My therapist thinks I have a misdiagnosis because my symptoms sound more like someone with ADHD and a severe anxiety disorder, but I have my psychiatrist appointment in just two days. I can wait just two days. I can somehow make it through this minute, this awful, agonizing, terrible minute. Hey! I did it! I made it through and now I just have to make it through this minute, this god forsaken, lonely, despairing minute. And I did it - I can...I can...I CAN'T. I can't make it through this anymore, oh gods it won't stop, why won't it stop, I can't, I can't, I CAN’T.

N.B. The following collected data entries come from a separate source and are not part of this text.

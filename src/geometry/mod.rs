pub mod hit_testing;

pub use hit_testing::{ResizeHandle, SelectionHit, hit_test};
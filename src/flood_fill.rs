use std::collections::VecDeque;

use image::Rgba;
use log::debug;

use crate::buffer::PixelBuffer;
use crate::color::colors_match;
use crate::error::{EditorError, EditorResult};

/// Fill the 4-connected region around `seed` whose pixels match the seed's
/// color, returning the number of pixels written.
///
/// The traversal uses an explicit work-list, so stack depth does not grow with
/// the region size. Each pixel is marked when enqueued and written when
/// dequeued, which means every matched pixel is written exactly once. Filling
/// a region with its own color still writes (and counts) those pixels.
pub fn flood_fill<B: PixelBuffer + ?Sized>(
    buffer: &mut B,
    seed: (i64, i64),
    fill_color: Rgba<u8>,
    tolerance: u8,
) -> EditorResult<usize> {
    let (seed_x, seed_y) = seed;
    let Some(target) = buffer.get(seed_x, seed_y) else {
        return Err(EditorError::InvalidSeed {
            x: seed_x,
            y: seed_y,
        });
    };

    let width = i64::from(buffer.width());
    let index = |x: i64, y: i64| (y * width + x) as usize;

    let mut visited = vec![false; buffer.width() as usize * buffer.height() as usize];
    let mut queue = VecDeque::with_capacity(1024);
    visited[index(seed_x, seed_y)] = true;
    queue.push_back((seed_x, seed_y));

    let mut filled = 0;
    while let Some((x, y)) = queue.pop_front() {
        buffer.set(x, y, fill_color);
        filled += 1;

        for (nx, ny) in [(x - 1, y), (x + 1, y), (x, y - 1), (x, y + 1)] {
            if !buffer.contains(nx, ny) || visited[index(nx, ny)] {
                continue;
            }
            let matches = buffer
                .get(nx, ny)
                .is_some_and(|color| colors_match(color, target, tolerance));
            if matches {
                visited[index(nx, ny)] = true;
                queue.push_back((nx, ny));
            }
        }
    }

    debug!(
        "Flood fill from ({}, {}) wrote {} pixels",
        seed_x, seed_y, filled
    );
    Ok(filled)
}
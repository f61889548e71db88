pub mod brush;
pub mod eraser;
pub mod eyedropper;
pub mod fill;
pub mod select;
pub mod text;

pub use brush::BrushTool;
pub use eraser::EraserTool;
pub use eyedropper::EyedropperTool;
pub use fill::FillTool;
pub use select::SelectTool;
pub use text::TextTool;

And this is where having a loving life partner and a best friend come in. This is where you have someone to sit with you as you rage and weep and PACE, always pace. This is where it's so important to have someone to remind you this has to end sometime and they'll help you, they promise they'll help you. And they try, sometimes they even succeed. Tell me a story about your day and that will eat up 15 whole minutes - tell me another story and another, please, to keep the minutes moving.
And then it's my psychiatrist appointment and before I can tell him the half of my symptoms he nods knowingly. "Akathisia," he says. "It can be a side effect of Abilify. We'll stop that immediately."
I wanted to cry. I wasn't crazy, it was just a symptom and now it would go away.